1Re 17,10-16: La orza de harina no se vació, como lo había dicho el Señor.
Sal 145: Alaba, alma mía, al Señor.
Hb 9,24-28: Cristo se ha ofrecido una sola vez para quitar los pecados de todos.
Mc 12,38-44: “¡Cuidado con los escribas!”.
Un aviso preventivo: ¡Cuidado con quien se sienta a nuestro lado! ¡Cuidado con el que nos cruzamos por la calle, que se pone a nuestro lado a la hora de comprar o que convive con nosotros en casa! Cuidado, porque puede ser un gran maestro, y, más aún, puede tratarse de un santo. Cuidado, porque los maestros santos interpelan y contagian hacia cambios personales importantes. Aunque, es cierto que la capacidad para percibir la presencia de estas personas singulares y tan necesarias, la poseen quienes tienen una especial sensibilidad para el trato real con Dios. La tenía Jesús; Él era Maestro y santo, en realidad el primero y único maestro y santo, y encontró maestría y santidad en una mujer piadosa, pobre y viuda, es decir, pobre y condenada a la pobreza de por vida, además de altamente desprotegida.
Representantes de tres grupos de personas aparecen en el texto del evangelio de este domingo y todos religiosos. Primero los fariseos, de los que Jesús pide precaverse, pues pretenden un crecimiento personal y un reconocimiento a base de apariencias, que es lo mismo que decir mentiras. Su relación con Dios es dependiente de la consideración social que reciben. De algún modo, se trata de una idolatría de la imagen y de una concepción de Dios clasista. Esto se ve en los criterios desde los que interpretar la realidad: vale lo que se explicita y se ve, no lo que existe de fondo y las raíces subyacentes. Existe un bloqueo gigante que impide una revisión a fondo de los intereses e intenciones de su modo de pensar y proceder. El prestigio puede convertirse en una especie de riqueza, que alimenta la autoestima, para valorarse a uno mismo, pero, aquí lo trágico, renunciando al amor de Dios que ama sin reservas ni condiciones. Es preferir calderilla a un tesoro ilimitado. Otro grupo es el de los ricos que echan cantidades importantes de dinero en el arca de las ofrendas del templo. No se pone en duda que sean creyentes piadosos. Jesús llama la atención entre lo que donan, que es mucho, y lo que se reservan, que es muchísimo. Su ofrenda puede ser un analgésico ante la necesidad de un crecimiento espiritual, que ha de ir acorde con un mayor desprendimiento material y un discernimiento sobre el modo de vida. En tercer lugar, está la viuda pobre, la que no se queda con nada por dárselo a Dios. La pobreza de por sí no acerca a Dios, pero sí que facilita recurrir al Señor como el único que nos puede enriquecer y dar sentido a lo que somos.

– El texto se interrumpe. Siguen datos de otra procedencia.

//! Cooperative shutdown controller.
//!
//! `main.rs` combines this with OS signals; the poll timers stop once it fires.

use std::sync::{
    atomic::{AtomicBool, Ordering},
    Arc,
};
use tokio::sync::Notify;

/// Cooperative shutdown signal shared by the server and the poll timers.
#[derive(Clone, Debug, Default)]
pub struct ShutdownController {
    inner: Arc<Inner>,
}

#[derive(Debug, Default)]
struct Inner {
    requested: AtomicBool,
    notify: Notify,
}

impl ShutdownController {
    /// Returns true if shutdown has been requested.
    pub fn is_shutdown_requested(&self) -> bool {
        self.inner.requested.load(Ordering::Relaxed)
    }

    /// Request shutdown and wake all waiters.
    pub fn request_shutdown(&self) {
        self.inner.requested.store(true, Ordering::SeqCst);
        self.inner.notify.notify_waiters();
    }

    /// Wait until shutdown is requested.
    pub async fn wait(&self) {
        let notified = self.inner.notify.notified();
        if self.is_shutdown_requested() {
            return;
        }
        notified.await;
    }
}
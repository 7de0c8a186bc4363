//! ポーリングスケジューラー
//!
//! 1サービスにつき1タスク。各タスクは次の2段階を持つ:
//!
//! - `PendingInitial`: `[0, stagger)` の乱数だけ待ってから初回取得し、完了を待つ
//! - `SteadyState`: 固定間隔で取得を発行する（完了は待たない）
//!
//! 同一サービスの取得が前後して完了した場合は、最後に完了したものが
//! スナップショットを書き込む。

use crate::cache::{FetchOutcome, ResultCache, ServiceWatch};
use crate::catalog::{CatalogClient, FetchOptions};
use crate::shutdown::ShutdownController;
use consul_hosts_common::config::CatalogEndpoint;
use consul_hosts_common::error::{HostsError, HostsResult};
use rand::Rng;
use std::sync::Arc;
use std::time::Duration;
use tokio::sync::watch;
use tokio::task::JoinHandle;
use tokio::time::{interval_at, sleep, Instant, MissedTickBehavior};
use tracing::{debug, error, info, info_span, warn, Instrument};

/// デフォルトのポーリング間隔（秒）
const DEFAULT_POLL_INTERVAL_SECS: u64 = 30;

/// デフォルトの初回取得ばらつき幅（ミリ秒）
const DEFAULT_STAGGER_MILLIS: u64 = 2000;

/// サービスごとのタイマーの段階
#[derive(Debug, Clone, Copy, PartialEq, Eq)]
pub enum WatchPhase {
    /// 初回取得待ち
    PendingInitial,
    /// 定期取得中
    SteadyState,
    /// シャットダウンにより停止
    Stopped,
}

/// サービスごとのタイマーハンドル
#[derive(Debug)]
pub struct WatchHandle {
    name: String,
    phase: watch::Receiver<WatchPhase>,
    task: JoinHandle<()>,
}

impl WatchHandle {
    /// サービス名
    pub fn name(&self) -> &str {
        &self.name
    }

    /// 現在の段階
    pub fn phase(&self) -> WatchPhase {
        *self.phase.borrow()
    }

    /// タイマーを止める（発行済みの取得はそのまま完了する）
    pub fn abort(&self) {
        self.task.abort();
    }

    /// タイマータスクが終了したか
    pub fn is_finished(&self) -> bool {
        self.task.is_finished()
    }
}

/// ポーリングスケジューラー
#[derive(Clone)]
pub struct PollScheduler {
    /// カタログクライアント
    client: Arc<dyn CatalogClient>,
    /// 取得結果キャッシュ
    cache: ResultCache,
    /// 定期取得の間隔
    interval: Duration,
    /// 初回取得のばらつき幅
    stagger: Duration,
    /// シャットダウン通知
    shutdown: ShutdownController,
}

impl PollScheduler {
    /// 新しいスケジューラーを作成
    pub fn new(client: Arc<dyn CatalogClient>, cache: ResultCache) -> Self {
        Self {
            client,
            cache,
            interval: Duration::from_secs(DEFAULT_POLL_INTERVAL_SECS),
            stagger: Duration::from_millis(DEFAULT_STAGGER_MILLIS),
            shutdown: ShutdownController::default(),
        }
    }

    /// ポーリング間隔を設定
    pub fn with_interval(mut self, interval: Duration) -> Self {
        self.interval = interval;
        self
    }

    /// 初回取得のばらつき幅を設定
    pub fn with_stagger(mut self, stagger: Duration) -> Self {
        self.stagger = stagger;
        self
    }

    /// シャットダウン通知を設定
    pub fn with_shutdown(mut self, shutdown: ShutdownController) -> Self {
        self.shutdown = shutdown;
        self
    }

    /// ポーリング間隔
    pub fn interval(&self) -> Duration {
        self.interval
    }

    /// 初回取得のばらつき幅
    pub fn stagger(&self) -> Duration {
        self.stagger
    }

    /// サービスの監視を開始
    ///
    /// キャッシュへ監視状態を登録し、タイマータスクを起動する。
    pub async fn watch(&self, name: &str, options: FetchOptions) -> WatchHandle {
        if !self
            .cache
            .insert(ServiceWatch::new(name, options.clone()))
            .await
        {
            warn!(service = %name, "Service already registered, keeping cached state");
        }

        let (phase_tx, phase_rx) = watch::channel(WatchPhase::PendingInitial);
        let delay = initial_delay(self.stagger);
        let span = info_span!("service", name = %name);
        let task = tokio::spawn(
            self.clone()
                .run(name.to_string(), options, delay, phase_tx)
                .instrument(span),
        );

        WatchHandle {
            name: name.to_string(),
            phase: phase_rx,
            task,
        }
    }

    /// 複数サービスの監視を開始
    pub async fn watch_all(&self, names: &[String], catalog: &CatalogEndpoint) -> Vec<WatchHandle> {
        let mut handles = Vec::with_capacity(names.len());
        for name in names {
            handles.push(
                self.watch(name, FetchOptions::for_service(catalog, name))
                    .await,
            );
        }

        info!(
            count = handles.len(),
            interval_ms = self.interval.as_millis() as u64,
            stagger_ms = self.stagger.as_millis() as u64,
            "Scheduled service watches"
        );
        handles
    }

    /// タイマータスク本体
    async fn run(
        self,
        name: String,
        options: FetchOptions,
        delay: Duration,
        phase: watch::Sender<WatchPhase>,
    ) {
        tokio::select! {
            _ = sleep(delay) => {}
            _ = self.shutdown.wait() => {
                phase.send_replace(WatchPhase::Stopped);
                return;
            }
        }

        info!("Started watching.");
        let _ = poll_once(self.client.as_ref(), &self.cache, &name, &options).await;
        phase.send_replace(WatchPhase::SteadyState);

        let mut timer = interval_at(Instant::now() + self.interval, self.interval);
        timer.set_missed_tick_behavior(MissedTickBehavior::Delay);

        loop {
            tokio::select! {
                _ = timer.tick() => {
                    let client = self.client.clone();
                    let cache = self.cache.clone();
                    let name = name.clone();
                    let options = options.clone();
                    // 前回の取得の完了は待たない
                    tokio::spawn(
                        async move {
                            let _ = poll_once(client.as_ref(), &cache, &name, &options).await;
                        }
                        .in_current_span(),
                    );
                }
                _ = self.shutdown.wait() => break,
            }
        }

        debug!("Stopped watching");
        phase.send_replace(WatchPhase::Stopped);
    }
}

/// 初回取得までの待ち時間を `[0, stagger)` から一様に選ぶ
pub fn initial_delay(stagger: Duration) -> Duration {
    if stagger.is_zero() {
        return Duration::ZERO;
    }
    let nanos = stagger.as_nanos().min(u64::MAX as u128) as u64;
    Duration::from_nanos(rand::thread_rng().gen_range(0..nanos))
}

/// 1回分の取得とキャッシュ反映
///
/// 失敗はここでログに記録し、スナップショットは前回の値のまま残る。
pub async fn poll_once(
    client: &dyn CatalogClient,
    cache: &ResultCache,
    name: &str,
    options: &FetchOptions,
) -> HostsResult<FetchOutcome> {
    debug!("Fetching nodes.");
    cache.mark_attempt(name).await?;

    let result = match client.fetch(options).await {
        Ok(body) => cache.apply(name, &body).await,
        Err(e) => Err(e),
    };

    match &result {
        Ok(_) => {}
        Err(HostsError::Http(e)) => {
            warn!(service = %name, error = %e, "Failed to fetch nodes from consul");
        }
        Err(HostsError::Shape(e)) => {
            error!(service = %name, error = %e, "Response from consul looks invalid");
        }
        Err(e) => {
            error!(service = %name, error = %e, "Failed to update service");
        }
    }

    result
}
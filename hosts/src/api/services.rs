//! サービス一覧APIハンドラー
//!
//! キャッシュの状態に関わらず 200 か 404 のみを返す。

use crate::AppState;
use axum::{
    body::Body,
    extract::{rejection::PathRejection, Path, State},
    http::{header, HeaderMap, HeaderValue, StatusCode},
    response::{IntoResponse, Response},
};
use chrono::Utc;

/// `GET /` の説明文
pub const USAGE: &str = concat!(
    "/            Print this help\r\n",
    "/:name       Get results for consul service :name\r\n",
);

/// Serverヘッダー
const SERVER_NAME: &str = "Consul-Check";

const TEXT_PLAIN: &str = "text/plain; charset=utf-8";

/// GET / - 使い方
pub async fn usage() -> Response {
    send_response(StatusCode::OK, USAGE.to_string())
}

/// GET /:name - サービスのエンドポイント一覧
///
/// 未監視のサービスやデコードできないパスは 404（空本文）。
/// 初回取得前のサービスは 200（空本文）。
pub async fn get_service(
    State(state): State<AppState>,
    name: Result<Path<String>, PathRejection>,
) -> Response {
    let Ok(Path(name)) = name else {
        return send_response(StatusCode::NOT_FOUND, String::new());
    };

    match state.cache.snapshot(&name).await {
        Some(snapshot) => send_response(StatusCode::OK, snapshot),
        None => send_response(StatusCode::NOT_FOUND, String::new()),
    }
}

/// その他のパス
pub async fn not_found() -> Response {
    send_response(StatusCode::NOT_FOUND, String::new())
}

fn send_response(status: StatusCode, body: String) -> Response {
    let mut headers = HeaderMap::new();
    headers.insert(header::SERVER, HeaderValue::from_static(SERVER_NAME));

    if !body.is_empty() {
        let now = Utc::now().format("%a, %d %b %Y %H:%M:%S GMT").to_string();
        if let Ok(expires) = HeaderValue::from_str(&now) {
            headers.insert(header::EXPIRES, expires);
        }
        headers.insert(header::CACHE_CONTROL, HeaderValue::from_static("no-cache"));
        headers.insert(header::CONTENT_TYPE, HeaderValue::from_static(TEXT_PLAIN));
    }

    (status, headers, Body::from(body)).into_response()
}
use std::fmt;

use crate::metrics::histogram::HistogramSnapshot;

/// Point-in-time view of a cache's counters.
#[derive(Debug, Default, Clone, PartialEq)]
pub struct MetricsSnapshot {
    pub hits: u64,
    pub misses: u64,

    pub keys_added: u64,
    pub keys_updated: u64,
    pub keys_evicted: u64,

    pub cost_added: u64,
    pub cost_evicted: u64,

    pub sets_dropped: u64,  // write channel was full
    pub sets_rejected: u64, // admission said no
    pub gets_dropped: u64,  // access batches lost to a full policy channel
    pub gets_kept: u64,

    // seconds between admission and eviction
    pub life_expectancy: HistogramSnapshot,
}

impl MetricsSnapshot {
    /// Hit ratio in `[0, 1]`.
    pub fn ratio(&self) -> f64 {
        let total = self.hits + self.misses;
        if total == 0 {
            0.0
        } else {
            self.hits as f64 / total as f64
        }
    }
}

impl fmt::Display for MetricsSnapshot {
    fn fmt(&self, f: &mut fmt::Formatter<'_>) -> fmt::Result {
        write!(
            f,
            "hit: {} miss: {} keys-added: {} keys-updated: {} keys-evicted: {} \
             cost-added: {} cost-evicted: {} sets-dropped: {} sets-rejected: {} \
             gets-dropped: {} gets-kept: {} gets-total: {} hit-ratio: {:.2}",
            self.hits,
            self.misses,
            self.keys_added,
            self.keys_updated,
            self.keys_evicted,
            self.cost_added,
            self.cost_evicted,
            self.sets_dropped,
            self.sets_rejected,
            self.gets_dropped,
            self.gets_kept,
            self.hits + self.misses,
            self.ratio()
        )
    }
}
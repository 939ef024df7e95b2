//! TinyLFU admission estimator.
//!
//! ## Architecture
//!
//! ```text
//!   increment(h)
//!        │
//!        ▼
//!   ┌──────────────┐  first sighting   ┌───────────────────────┐
//!   │ Doorkeeper   │ ────────────────► │ set bits, no counting │
//!   │ (bloom)      │                   └───────────────────────┘
//!   └──────┬───────┘
//!          │ seen before
//!          ▼
//!   ┌──────────────┐
//!   │ CountMin     │  4 rows × 4-bit counters, saturate at 15
//!   │ sketch       │
//!   └──────────────┘
//!
//!   every `reset_at` increments: counters >>= 1, doorkeeper cleared
//!
//!   estimate(h) = min(rows) + (doorkeeper.has(h) ? 1 : 0)
//! ```
//!
//! The doorkeeper bonus is deliberately not matched by a counter decrement:
//! a key seen once recently ranks above a key never seen at all.

use rand::Rng;

use crate::ds::{CountMinSketch, Doorkeeper};

const DOORKEEPER_FALSE_POSITIVE_RATE: f64 = 0.01;

/// Frequency sketch combining a count-min sketch and a doorkeeper.
#[derive(Debug, Clone)]
pub struct FrequencySketch {
    freq: CountMinSketch,
    door: Doorkeeper,
    incrs: u64,
    reset_at: u64,
}

impl FrequencySketch {
    /// Creates a sketch sized for `num_counters` distinct keys. Row salts are
    /// drawn from `rng`.
    pub fn new<R: Rng + ?Sized>(num_counters: usize, rng: &mut R) -> Self {
        let num_counters = num_counters.max(1);
        Self {
            freq: CountMinSketch::new(num_counters, rng),
            door: Doorkeeper::new(num_counters, DOORKEEPER_FALSE_POSITIVE_RATE),
            incrs: 0,
            reset_at: num_counters as u64,
        }
    }

    /// Records a batch of accesses.
    pub fn push(&mut self, keys: &[u64]) {
        for key in keys {
            self.increment(*key);
        }
    }

    /// Records one access.
    pub fn increment(&mut self, key: u64) {
        if !self.door.add_if_not_has(key) {
            self.freq.increment(key);
        }
        self.incrs += 1;
        if self.incrs >= self.reset_at {
            self.reset();
        }
    }

    /// Estimated access count for `key`.
    pub fn estimate(&self, key: u64) -> i64 {
        let mut hits = self.freq.estimate(key);
        if self.door.has(key) {
            hits += 1;
        }
        hits
    }

    /// Ages the sketch: halves counters and clears the doorkeeper.
    pub fn reset(&mut self) {
        self.incrs = 0;
        self.door.clear();
        self.freq.reset();
    }

    /// Forgets everything.
    pub fn clear(&mut self) {
        self.incrs = 0;
        self.door.clear();
        self.freq.clear();
    }

    /// Increments recorded since the last reset.
    pub fn increments(&self) -> u64 {
        self.incrs
    }
}
//! # Metrics Traits
//!
//! Recording, snapshotting and export are kept apart:
//!
//! ```text
//!   ┌───────────────────────┐      ┌──────────────────────────────┐
//!   │ Metrics (recording)   │ ───► │ MetricsSnapshotProvider<S>   │
//!   │ striped atomics       │      │ (tests, dashboards)          │
//!   └───────────────────────┘      └──────────────┬───────────────┘
//!                                                 │ S
//!                                                 ▼
//!                                  ┌──────────────────────────────┐
//!                                  │ MetricsExporter<S>           │
//!                                  │ (production monitoring)      │
//!                                  └──────────────────────────────┘
//! ```

/// Snapshot provider for bench/testing.
pub trait MetricsSnapshotProvider<S> {
    fn snapshot(&self) -> S;
}

/// Reset metrics between tests or benchmark iterations.
pub trait MetricsReset {
    fn reset_metrics(&self);
}

/// Export/publish metrics to production monitoring backends.
pub trait MetricsExporter<S> {
    fn export(&self, snapshot: &S);
}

Aquella mujer viuda era maestra de vida espiritual, no por ser pobre, sino por entregarlo todo a Dios, incluso la vergüenza de no poder ofrecerle más que dos monedillas casi sin valor. Por eso puede decirse también que era santa, por entregarle todo lo suyo a su Señor. Jesús saber verlo y enseñarlo. El paradigma de la entrega más generosa es Él mismo, como nos muestra la lectura de Hebreos. Hizo de una doble entrega de su vida: para los hombres y para Dios o, mejor, para Dios, a través de su donación a los seres humanos. Por ello recibe el nombre de sacerdote, como quien hace la entrega a favor de otros, y, al mismo tiempo, es la ofrenda que se entrega.
Cuando el profeta Elías se acercó a Sarepta encontró paga de profeta: recompensa su trabajo con la comida y, mejor aún, con la atención a su mensaje que habla de esperanza. Ni la viuda ni su hijo murieron de hambre, aunque estaban abocados a ello, porque compartieron lo suyo con el profeta por ser un hombre de Dios y ella se fio en la Palabra de Dios que anuncia vida, aunque las circunstancias pronostiquen muerte.
¡Cuidado con creernos maestros y santos! Pero ¡cuidado también con no trabajar para serlo! Eso sí: aprendices de maestría y santidad. Y a estar atentos a quienes tienen tanto que enseñarnos, apremiándonos a una revisión de vida, sin otro recurso pedagógico que mostrar lo que viven y cómo lo viven.